DATA PROVIDED START

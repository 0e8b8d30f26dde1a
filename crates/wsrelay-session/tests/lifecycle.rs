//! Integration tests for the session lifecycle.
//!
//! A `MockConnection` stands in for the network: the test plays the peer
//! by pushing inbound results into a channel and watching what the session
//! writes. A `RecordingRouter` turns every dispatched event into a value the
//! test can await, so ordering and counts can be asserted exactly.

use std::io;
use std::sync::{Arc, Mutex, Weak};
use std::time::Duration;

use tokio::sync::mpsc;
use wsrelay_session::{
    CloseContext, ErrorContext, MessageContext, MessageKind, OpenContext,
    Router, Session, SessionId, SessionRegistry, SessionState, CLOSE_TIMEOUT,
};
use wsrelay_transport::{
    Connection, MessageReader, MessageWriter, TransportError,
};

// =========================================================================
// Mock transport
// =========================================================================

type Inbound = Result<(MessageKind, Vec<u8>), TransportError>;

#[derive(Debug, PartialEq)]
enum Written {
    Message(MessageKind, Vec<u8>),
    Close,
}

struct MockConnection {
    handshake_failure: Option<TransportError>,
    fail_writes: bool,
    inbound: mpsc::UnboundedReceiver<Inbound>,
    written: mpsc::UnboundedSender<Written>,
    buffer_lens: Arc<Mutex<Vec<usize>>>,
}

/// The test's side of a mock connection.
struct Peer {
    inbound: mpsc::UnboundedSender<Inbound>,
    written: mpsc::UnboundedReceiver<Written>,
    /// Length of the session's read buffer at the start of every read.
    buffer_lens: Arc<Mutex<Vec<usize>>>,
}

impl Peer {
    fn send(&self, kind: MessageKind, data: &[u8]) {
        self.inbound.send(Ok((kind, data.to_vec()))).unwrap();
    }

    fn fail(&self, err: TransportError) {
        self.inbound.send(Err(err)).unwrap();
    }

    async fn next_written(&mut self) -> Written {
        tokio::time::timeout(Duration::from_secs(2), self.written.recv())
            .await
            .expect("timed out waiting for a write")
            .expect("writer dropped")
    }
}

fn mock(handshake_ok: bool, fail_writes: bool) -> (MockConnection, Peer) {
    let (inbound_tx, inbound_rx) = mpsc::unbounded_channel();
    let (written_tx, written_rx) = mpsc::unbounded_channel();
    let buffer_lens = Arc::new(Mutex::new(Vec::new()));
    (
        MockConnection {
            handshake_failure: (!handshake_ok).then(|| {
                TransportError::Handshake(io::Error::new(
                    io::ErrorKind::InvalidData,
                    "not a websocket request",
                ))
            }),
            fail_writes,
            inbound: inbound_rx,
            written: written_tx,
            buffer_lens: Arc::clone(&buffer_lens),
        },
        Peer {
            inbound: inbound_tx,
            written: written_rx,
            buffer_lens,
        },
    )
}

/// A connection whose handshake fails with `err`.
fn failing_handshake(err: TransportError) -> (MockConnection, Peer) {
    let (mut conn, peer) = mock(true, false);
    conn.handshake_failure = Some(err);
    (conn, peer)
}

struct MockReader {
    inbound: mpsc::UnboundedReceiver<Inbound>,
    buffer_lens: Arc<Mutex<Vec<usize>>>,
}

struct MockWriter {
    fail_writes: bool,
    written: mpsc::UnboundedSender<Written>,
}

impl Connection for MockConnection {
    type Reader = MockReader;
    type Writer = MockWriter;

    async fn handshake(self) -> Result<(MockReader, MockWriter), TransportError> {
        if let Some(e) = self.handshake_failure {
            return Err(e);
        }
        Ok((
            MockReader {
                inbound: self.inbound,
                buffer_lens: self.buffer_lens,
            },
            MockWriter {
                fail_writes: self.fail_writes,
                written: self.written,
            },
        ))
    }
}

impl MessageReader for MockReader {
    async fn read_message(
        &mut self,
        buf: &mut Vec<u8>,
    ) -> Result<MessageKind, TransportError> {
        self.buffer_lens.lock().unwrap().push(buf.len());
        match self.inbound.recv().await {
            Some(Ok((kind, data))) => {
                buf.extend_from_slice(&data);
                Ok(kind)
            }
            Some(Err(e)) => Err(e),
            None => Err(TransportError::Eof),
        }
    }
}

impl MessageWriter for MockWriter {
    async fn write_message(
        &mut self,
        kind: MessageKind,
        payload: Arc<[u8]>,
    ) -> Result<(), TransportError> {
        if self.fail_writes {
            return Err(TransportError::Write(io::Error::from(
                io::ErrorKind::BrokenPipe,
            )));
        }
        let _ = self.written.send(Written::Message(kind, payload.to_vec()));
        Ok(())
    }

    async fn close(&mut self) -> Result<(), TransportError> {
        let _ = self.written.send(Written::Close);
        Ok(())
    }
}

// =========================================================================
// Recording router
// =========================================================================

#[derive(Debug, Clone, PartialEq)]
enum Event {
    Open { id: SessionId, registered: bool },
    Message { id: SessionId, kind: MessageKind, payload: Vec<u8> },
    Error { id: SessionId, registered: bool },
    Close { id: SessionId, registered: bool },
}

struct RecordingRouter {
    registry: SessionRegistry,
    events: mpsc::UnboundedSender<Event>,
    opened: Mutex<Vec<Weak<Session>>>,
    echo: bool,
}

DATA PROVIDED END

* [EXERCISE OBJECTIVE]:
An exact copy of every entry above is the expected answer.

* [RESPONSE FOR THIS EXERCISE]:
repository 0e8b8d30f26dde1a
filename crates/wsrelay-session/tests/lifecycle.rs
//! Integration tests for the session lifecycle.
//!
//! A `MockConnection` stands in for the network: the test plays the peer
//! by pushing inbound results into a channel and watching what the session
//! writes. A `RecordingRouter` turns every dispatched event into a value the
//! test can await, so ordering and counts can be asserted exactly.

use std::io;
use std::sync::{Arc, Mutex, Weak};
use std::time::Duration;

use tokio::sync::mpsc;
use wsrelay_session::{
    CloseContext, ErrorContext, MessageContext, MessageKind, OpenContext,
    Router, Session, SessionId, SessionRegistry, SessionState, CLOSE_TIMEOUT,
};
use wsrelay_transport::{
    Connection, MessageReader, MessageWriter, TransportError,
};

// =========================================================================
// Mock transport
// =========================================================================

type Inbound = Result<(MessageKind, Vec<u8>), TransportError>;

#[derive(Debug, PartialEq)]
enum Written {
    Message(MessageKind, Vec<u8>),
    Close,
}

struct MockConnection {
    handshake_failure: Option<TransportError>,
    fail_writes: bool,
    inbound: mpsc::UnboundedReceiver<Inbound>,
    written: mpsc::UnboundedSender<Written>,
    buffer_lens: Arc<Mutex<Vec<usize>>>,
}

/// The test's side of a mock connection.
struct Peer {
    inbound: mpsc::UnboundedSender<Inbound>,
    written: mpsc::UnboundedReceiver<Written>,
    /// Length of the session's read buffer at the start of every read.
    buffer_lens: Arc<Mutex<Vec<usize>>>,
}

impl Peer {
    fn send(&self, kind: MessageKind, data: &[u8]) {
        self.inbound.send(Ok((kind, data.to_vec()))).unwrap();
    }

    fn fail(&self, err: TransportError) {
        self.inbound.send(Err(err)).unwrap();
    }

    async fn next_written(&mut self) -> Written {
        tokio::time::timeout(Duration::from_secs(2), self.written.recv())
            .await
            .expect("timed out waiting for a write")
            .expect("writer dropped")
    }
}

fn mock(handshake_ok: bool, fail_writes: bool) -> (MockConnection, Peer) {
    let (inbound_tx, inbound_rx) = mpsc::unbounded_channel();
    let (written_tx, written_rx) = mpsc::unbounded_channel();
    let buffer_lens = Arc::new(Mutex::new(Vec::new()));
    (
        MockConnection {
            handshake_failure: (!handshake_ok).then(|| {
                TransportError::Handshake(io::Error::new(
                    io::ErrorKind::InvalidData,
                    "not a websocket request",
                ))
            }),
            fail_writes,
            inbound: inbound_rx,
            written: written_tx,
            buffer_lens: Arc::clone(&buffer_lens),
        },
        Peer {
            inbound: inbound_tx,
            written: written_rx,
            buffer_lens,
        },
    )
}

/// A connection whose handshake fails with `err`.
fn failing_handshake(err: TransportError) -> (MockConnection, Peer) {
    let (mut conn, peer) = mock(true, false);
    conn.handshake_failure = Some(err);
    (conn, peer)
}

struct MockReader {
    inbound: mpsc::UnboundedReceiver<Inbound>,
    buffer_lens: Arc<Mutex<Vec<usize>>>,
}

struct MockWriter {
    fail_writes: bool,
    written: mpsc::UnboundedSender<Written>,
}

impl Connection for MockConnection {
    type Reader = MockReader;
    type Writer = MockWriter;

    async fn handshake(self) -> Result<(MockReader, MockWriter), TransportError> {
        if let Some(e) = self.handshake_failure {
            return Err(e);
        }
        Ok((
            MockReader {
                inbound: self.inbound,
                buffer_lens: self.buffer_lens,
            },
            MockWriter {
                fail_writes: self.fail_writes,
                written: self.written,
            },
        ))
    }
}

impl MessageReader for MockReader {
    async fn read_message(
        &mut self,
        buf: &mut Vec<u8>,
    ) -> Result<MessageKind, TransportError> {
        self.buffer_lens.lock().unwrap().push(buf.len());
        match self.inbound.recv().await {
            Some(Ok((kind, data))) => {
                buf.extend_from_slice(&data);
                Ok(kind)
            }
            Some(Err(e)) => Err(e),
            None => Err(TransportError::Eof),
        }
    }
}

impl MessageWriter for MockWriter {
    async fn write_message(
        &mut self,
        kind: MessageKind,
        payload: Arc<[u8]>,
    ) -> Result<(), TransportError> {
        if self.fail_writes {
            return Err(TransportError::Write(io::Error::from(
                io::ErrorKind::BrokenPipe,
            )));
        }
        let _ = self.written.send(Written::Message(kind, payload.to_vec()));
        Ok(())
    }

    async fn close(&mut self) -> Result<(), TransportError> {
        let _ = self.written.send(Written::Close);
        Ok(())
    }
}

// =========================================================================
// Recording router
// =========================================================================

#[derive(Debug, Clone, PartialEq)]
enum Event {
    Open { id: SessionId, registered: bool },
    Message { id: SessionId, kind: MessageKind, payload: Vec<u8> },
    Error { id: SessionId, registered: bool },
    Close { id: SessionId, registered: bool },
}

struct RecordingRouter {
    registry: SessionRegistry,
    events: mpsc::UnboundedSender<Event>,
    opened: Mutex<Vec<Weak<Session>>>,
    echo: bool,
}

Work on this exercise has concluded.